You may take seen words like this on a website selling a medical device in the Us, sometimes even with an FDA logo:

  • FDA Registered
  • FDA Certified
  • FDA Registration Document

Such words may be used to mislead y'all. Is that the same affair equally FDA canonical, FDA cleared, or FDA authorized? The short answer is NO. Here's why.

FDA Registration

Owners or operators of places of business (also chosen establishments or facilities) that are involved in the production and distribution of medical devices intended for employ in the U.s.a. are more often than not required to register annually with the FDA.

It's important to sympathise:

When a facility registers its establishment and lists its devices, the resulting entry in the FDA's registration and listing database does not denote approval, clearance, or say-so of that facility or its medical devices.

For more details:

  • For data on medical device institution registration, see How to Study and Market place Your Device > Device Registration and Listing.
  • For data on FDA institution registration in general, see FDA Basics for Manufacture > Registration and Listing.

Are there FDA Certificates?

When a business involved in the production and distribution of medical devices intended for utilize in the U.s.a. registers with the FDA, they exercise not receive a certificate from the FDA.

Information technology'south important to empathize:

The FDA does not issue any type of device registration certificates to medical device facilities.

In addition, the FDA does not "certify" registration information for businesses that have registered and listed.

An example of a misleading registration certificate, with FDA logo.

Instance of a Fraudulent Certificate

Misleading FDA Registration Certificates

Some firms sell medical devices in the United States alongside "FDA registration certificates," such every bit the sample certificate depicted here.

These certificates often take the look of an official government document and may include the FDA logo.

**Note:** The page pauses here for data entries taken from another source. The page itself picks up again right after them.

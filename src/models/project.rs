use chrono::{DateTime, Utc};
use serde::{Deserialize, Serialize};

#[derive(Debug, Clone, Serialize, Deserialize)]
#[serde(rename_all = "camelCase")]
pub struct Project {
    pub id: String,
    pub name: String,
    pub description: String,
    pub member_ids: Vec<String>,
    pub created_by: String,
    pub created_at: DateTime<Utc>,
    pub updated_at: DateTime<Utc>,
}

#[derive(Debug, Deserialize)]
#[serde(rename_all = "camelCase")]
pub struct CreateProjectRequest {
    #[serde(default)]
    pub name: Option<String>,
    #[serde(default)]
    pub description: Option<String>,
    #[serde(default, deserialize_with = "super::opt_ids")]
    pub member_ids: Option<Vec<String>>,
}

#[derive(Debug, Deserialize)]
#[serde(rename_all = "camelCase")]
pub struct UpdateProjectRequest {
    #[serde(default)]
    pub name: Option<String>,
    #[serde(default)]
    pub description: Option<String>,
    #[serde(default, deserialize_with = "super::opt_ids")]
    pub member_ids: Option<Vec<String>>,
}
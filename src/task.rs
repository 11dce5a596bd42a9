// src/task.rs

use actix_multipart::Multipart;
use actix_web::{web, HttpRequest, HttpResponse};
use chrono::Utc;
use log::{debug, info};
use serde_json::json;

use crate::access::{
    can_view_task, effective_assignee, ensure_task_deletable, ensure_task_mutable,
    ensure_task_visible,
};
use crate::app_state::AppState;
use crate::auth::Identity;
use crate::error::ApiError;
use crate::models::task::{
    non_empty, Attachment, CreateTaskRequest, Priority, Task, TaskStatus, UpdateTaskRequest,
};
use crate::store::new_id;
use crate::upload::{discard_attachments, discard_file, read_form, store_file};

fn find_task(data: &AppState, task_id: &str) -> Result<Task, ApiError> {
    data.stores
        .tasks
        .find(task_id)
        .ok_or_else(|| ApiError::not_found("Task not found"))
}

fn check_project(data: &AppState, project_id: Option<&str>) -> Result<(), ApiError> {
    match project_id {
        Some(id) if !data.stores.projects.contains(id) => {
            Err(ApiError::validation("Invalid projectId"))
        }
        _ => Ok(()),
    }
}

/// POST /api/tasks
///
/// Staff always end up as the assignee of what they create.
pub async fn create_task(
    identity: Identity,
    data: web::Data<AppState>,
    req: web::Json<CreateTaskRequest>,
) -> Result<HttpResponse, ApiError> {
    let req = req.into_inner();
    let title = non_empty(req.title)
        .map(|t| t.trim().to_string())
        .ok_or_else(|| ApiError::validation("Task title is required"))?;
    let project_id = non_empty(req.project_id);
    check_project(&data, project_id.as_deref())?;

    let assignee_id = effective_assignee(&identity, non_empty(req.assignee_id))
        .unwrap_or_else(|| identity.id.clone());
    let now = Utc::now();
    let new_task = Task {
        id: new_id(),
        title,
        description: req.description.unwrap_or_default(),
        status: req
            .status
            .as_deref()
            .and_then(TaskStatus::parse)
            .unwrap_or_default(),
        priority: req
            .priority
            .as_deref()
            .and_then(Priority::parse)
            .unwrap_or_default(),
        deadline: non_empty(req.deadline),
        assignee_id,
        project_id,
        attachments: req.attachments.unwrap_or_default(),
        created_by_id: identity.id.clone(),
        created_at: now,
        updated_at: now,
    };
    let task = data.stores.tasks.insert_front(new_task);
    info!("Task {} created by {} for {}", task.id, identity.id, task.assignee_id);
    Ok(HttpResponse::Created().json(task))
}

/// GET /api/tasks
pub async fn list_tasks(
    identity: Identity,
    data: web::Data<AppState>,
) -> Result<HttpResponse, ApiError> {
    let tasks = if identity.is_admin() {
        data.stores.tasks.list()
    } else {
        data.stores.tasks.filter(|t| can_view_task(&identity, t))
    };
    Ok(HttpResponse::Ok().json(tasks))
}

/// GET /api/tasks/{task_id}
pub async fn get_task(
    identity: Identity,
    data: web::Data<AppState>,
    task_id: web::Path<String>,
) -> Result<HttpResponse, ApiError> {
    let task = find_task(&data, &task_id)?;
    ensure_task_visible(&identity, &task)?;
    Ok(HttpResponse::Ok().json(task))
}

/// PUT /api/tasks/{task_id}
///
/// Unknown status or priority values are ignored rather than rejected.
pub async fn update_task(
    identity: Identity,
    data: web::Data<AppState>,
    task_id: web::Path<String>,
    req: web::Json<UpdateTaskRequest>,
) -> Result<HttpResponse, ApiError> {
    let task = find_task(&data, &task_id)?;
    ensure_task_mutable(&identity, &task)?;

    let req = req.into_inner();
    debug!("Updating task {} with {:?}", task.id, req);
    let project_id = req.project_id.map(non_empty);
    if let Some(pid) = &project_id {
        check_project(&data, pid.as_deref())?;
    }
    let title = non_empty(req.title).map(|t| t.trim().to_string());
    let status = req.status.as_deref().and_then(TaskStatus::parse);
    let priority = req.priority.as_deref().and_then(Priority::parse);
    let assignee_id = effective_assignee(&identity, non_empty(req.assignee_id));
    let deadline = req.deadline.map(non_empty);

    let updated = data
        .stores
        .tasks
        .update(&task.id, |t| {
            if let Some(title) = title {
                t.title = title;
            }
            if let Some(description) = req.description {
                t.description = description;
            }
            if let Some(status) = status {
                t.status = status;
            }
            if let Some(priority) = priority {
                t.priority = priority;
            }
            if let Some(assignee_id) = assignee_id {
                t.assignee_id = assignee_id;
            }
            if let Some(project_id) = project_id {
                t.project_id = project_id;
            }
            if let Some(deadline) = deadline {
                t.deadline = deadline;
            }
            if let Some(attachments) = req.attachments {
                t.attachments = attachments;
            }
        })
        .ok_or_else(|| ApiError::not_found("Task not found"))?;
    Ok(HttpResponse::Ok().json(updated))
}

/// DELETE /api/tasks/{task_id}
pub async fn delete_task(
    identity: Identity,
    data: web::Data<AppState>,
    task_id: web::Path<String>,
) -> Result<HttpResponse, ApiError> {
    ensure_task_deletable(&identity)?;
    let task = data
        .stores
        .tasks
        .remove(&task_id)
        .ok_or_else(|| ApiError::not_found("Task not found"))?;
    discard_attachments(&data, std::slice::from_ref(&task)).await;
    info!("Admin {} deleted task {}", identity.id, task.id);
    Ok(HttpResponse::Ok().json(json!({ "message": "Task deleted" })))
}

/// POST /api/tasks/{task_id}/attachments
pub async fn add_attachment(
    identity: Identity,
    data: web::Data<AppState>,
    http_req: HttpRequest,
    task_id: web::Path<String>,
    payload: Multipart,
) -> Result<HttpResponse, ApiError> {
    let task = find_task(&data, &task_id)?;
    ensure_task_visible(&identity, &task)?;

    let form = read_form(payload, data.config.max_upload_bytes).await?;
    let file = form
        .file
        .ok_or_else(|| ApiError::validation("No file uploaded"))?;
    let original_name = file.original_name.clone();
    let stored = store_file(&data, &http_req, file).await?;

    let attachment = Attachment {
        id: new_id(),
        original_name,
        file_name: stored.file_name.clone(),
        size: stored.size,
        url: stored.url,
        uploaded_at: Some(Utc::now()),
        uploaded_by: identity.id.clone(),
    };
    match data
        .stores
        .tasks
        .update(&task.id, |t| t.attachments.insert(0, attachment))
    {
        Some(updated) => Ok(HttpResponse::Created().json(updated)),
        None => {
            // The task vanished while the upload was being written.
            discard_file(&data, &stored.file_name).await;
            Err(ApiError::not_found("Task not found"))
        }
    }
}

/// DELETE /api/tasks/{task_id}/attachments/{attachment_id}
pub async fn remove_attachment(
    identity: Identity,
    data: web::Data<AppState>,
    path: web::Path<(String, String)>,
) -> Result<HttpResponse, ApiError> {
    let (task_id, attachment_id) = path.into_inner();
    let task = find_task(&data, &task_id)?;
    ensure_task_visible(&identity, &task)?;

    let attachment = task
        .attachments
        .iter()
        .find(|a| a.id == attachment_id)
        .cloned()
        .ok_or_else(|| ApiError::not_found("Attachment not found"))?;

    let updated = data
        .stores
        .tasks
        .update(&task.id, |t| t.attachments.retain(|a| a.id != attachment_id))
        .ok_or_else(|| ApiError::not_found("Task not found"))?;
    if !attachment.file_name.is_empty() {
        discard_file(&data, &attachment.file_name).await;
    }
    Ok(HttpResponse::Ok().json(updated))
}
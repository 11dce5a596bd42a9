// src/store.rs

use std::sync::{Mutex, MutexGuard, PoisonError};

use chrono::{DateTime, Utc};
use log::info;

use crate::models::file::FileRecord;
use crate::models::project::Project;
use crate::models::task::Task;

/// Anything kept in an in-memory collection.
pub trait Record: Clone {
    fn id(&self) -> &str;

    /// Refresh the modification stamp. Records without one ignore it.
    fn touch(&mut self, _now: DateTime<Utc>) {}
}

impl Record for Project {
    fn id(&self) -> &str {
        &self.id
    }

    fn touch(&mut self, now: DateTime<Utc>) {
        self.updated_at = now;
    }
}

impl Record for Task {
    fn id(&self) -> &str {
        &self.id
    }

    fn touch(&mut self, now: DateTime<Utc>) {
        self.updated_at = now;
    }
}

impl Record for FileRecord {
    fn id(&self) -> &str {
        &self.id
    }
}

/// An ordered, process-local collection, newest first. Every method holds
/// the lock for exactly one step, so no caller ever sees a half-applied
/// mutation; sequences of calls are not isolated from each other.
pub struct Collection<T> {
    items: Mutex<Vec<T>>,
}

impl<T: Record> Default for Collection<T> {
    fn default() -> Self {
        Self {
            items: Mutex::new(Vec::new()),
        }
    }
}

impl<T: Record> Collection<T> {
    fn lock(&self) -> MutexGuard<'_, Vec<T>> {
        self.items.lock().unwrap_or_else(PoisonError::into_inner)
    }

    pub fn insert_front(&self, item: T) -> T {
        self.lock().insert(0, item.clone());
        item
    }

    pub fn list(&self) -> Vec<T> {
        self.lock().clone()
    }

    pub fn filter<F>(&self, pred: F) -> Vec<T>
    where
        F: Fn(&T) -> bool,
    {
        self.lock().iter().filter(|item| pred(item)).cloned().collect()
    }

    pub fn find(&self, id: &str) -> Option<T> {
        self.lock().iter().find(|item| item.id() == id).cloned()
    }

    pub fn contains(&self, id: &str) -> bool {
        self.lock().iter().any(|item| item.id() == id)
    }

    /// Applies `apply` to the record with `id` and stamps it, returning the
    /// updated copy.
    pub fn update<F>(&self, id: &str, apply: F) -> Option<T>
    where
        F: FnOnce(&mut T),
    {
        let mut items = self.lock();
        let item = items.iter_mut().find(|item| item.id() == id)?;
        apply(item);
        item.touch(Utc::now());
        Some(item.clone())
    }

    pub fn remove(&self, id: &str) -> Option<T> {
        let mut items = self.lock();
        let idx = items.iter().position(|item| item.id() == id)?;
        Some(items.remove(idx))
    }

    /// Removes every record matching `pred` and hands them back.
    pub fn remove_where<F>(&self, pred: F) -> Vec<T>
    where
        F: Fn(&T) -> bool,
    {
        let mut items = self.lock();
        let (removed, kept) = items.drain(..).partition(|item| pred(item));
        *items = kept;
        removed
    }

    pub fn len(&self) -> usize {
        self.lock().len()
    }
}

#[derive(Default)]
pub struct Stores {
    pub projects: Collection<Project>,
    pub tasks: Collection<Task>,
    pub files: Collection<FileRecord>,
}

impl Stores {
    pub fn new() -> Self {
        Self::default()
    }

    /// Removes the project, then every task filed under it. Returns the
    /// removed project and the tasks dropped with it, so their attachment
    /// blobs can be cleaned up.
    pub fn delete_project(&self, project_id: &str) -> Option<(Project, Vec<Task>)> {
        let project = self.projects.remove(project_id)?;
        let removed = self
            .tasks
            .remove_where(|t| t.project_id.as_deref() == Some(project.id.as_str()));
        info!("Project {} deleted along with {} task(s)", project.id, removed.len());
        Some((project, removed))
    }
}

pub fn new_id() -> String {
    uuid::Uuid::new_v4().to_string()
}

However, FDA does not event device registration certificates.

Firms that misleadingly brandish certificates alongside information near and photos of a device for auction in the United States to imply review or approval by FDA of the device misbrand the device in violation of the Federal Food, Drug, and Cosmetic Act.

Related data: FDA Calls on Certain Firms to Stop Producing and Issuing Misleading "FDA Registration Certificates"

To report suspected misuse of a registration certificate, please refer to Reporting Allegations of Regulatory Misconduct.

How Practise Yous Know if the FDA Canonical, Cleared, or Authorized a Medical Device?

The FDA provides several means for yous to check if the FDA approved or cleared a medical device or, as described below, if the FDA authorized the device to be used during a public health emergency.

Cheque for Approved and Cleared Products in the Devices@FDA Database: Devices@FDA is a catalog of approved and cleared medical device information from the FDA.

To search for FDA-approved or FDA-cleared products by device proper name or company proper noun:

  1. Go to the Devices@FDA Database.
  2. In the Enter a search term in the space below field, type the proper name of the device or the company name. You tin type the exact name of a specific device or a generic proper noun for a category of devices (such equally pacemaker).
  3. Click Search.

Screenshot of the Devices@FDA search page. The search term entered is pacemaker, and the user is clicking on the search button.

Example: Search for Pacemaker

Check for Products in the De Novo Database: The FDA may review medical devices through the De Novo premarket review pathway, a regulatory pathway for depression- to moderate-risk devices of a new blazon. A device reviewed through this pathway may be authorized for marketing in the U.s.a.. The term "De Novo" is Latin for "new."

To search for products past device name or company name:

  • Go to the Device Classification Under Section 513(f)(2)(De Novo) database.
  • Do one of the following:
    • In the Device Name field, type the device name and click Search.
    • In the Requester Name field, blazon the visitor name and click Search.

Screenshot of the De Novo Database. Device name entered is hearing aid, requester name is blank, and the user is clicking on the search button.

Example: Search for Hearing Aids

Check for Emergency Use Authorizations: In certain types of public health emergencies, such as during the COVID-19 pandemic, when the Secretarial assistant of Health and Human Services declares that circumstances be justifying the authorization of emergency utilise of medical devices, the FDA may consequence an Emergency Use Authorization (EUA) to qualify unapproved medical products or unapproved uses of approved medical products to be used in an emergency to diagnose, care for, or forbid serious or life-threatening diseases or weather condition when certain criteria are met. This can help provide more than timely access to critical medical devices that may aid during the emergency when there are no adequate, canonical, and available options.

To check medical device EUAs, go to Emergency Use Authorizations for Medical Devices.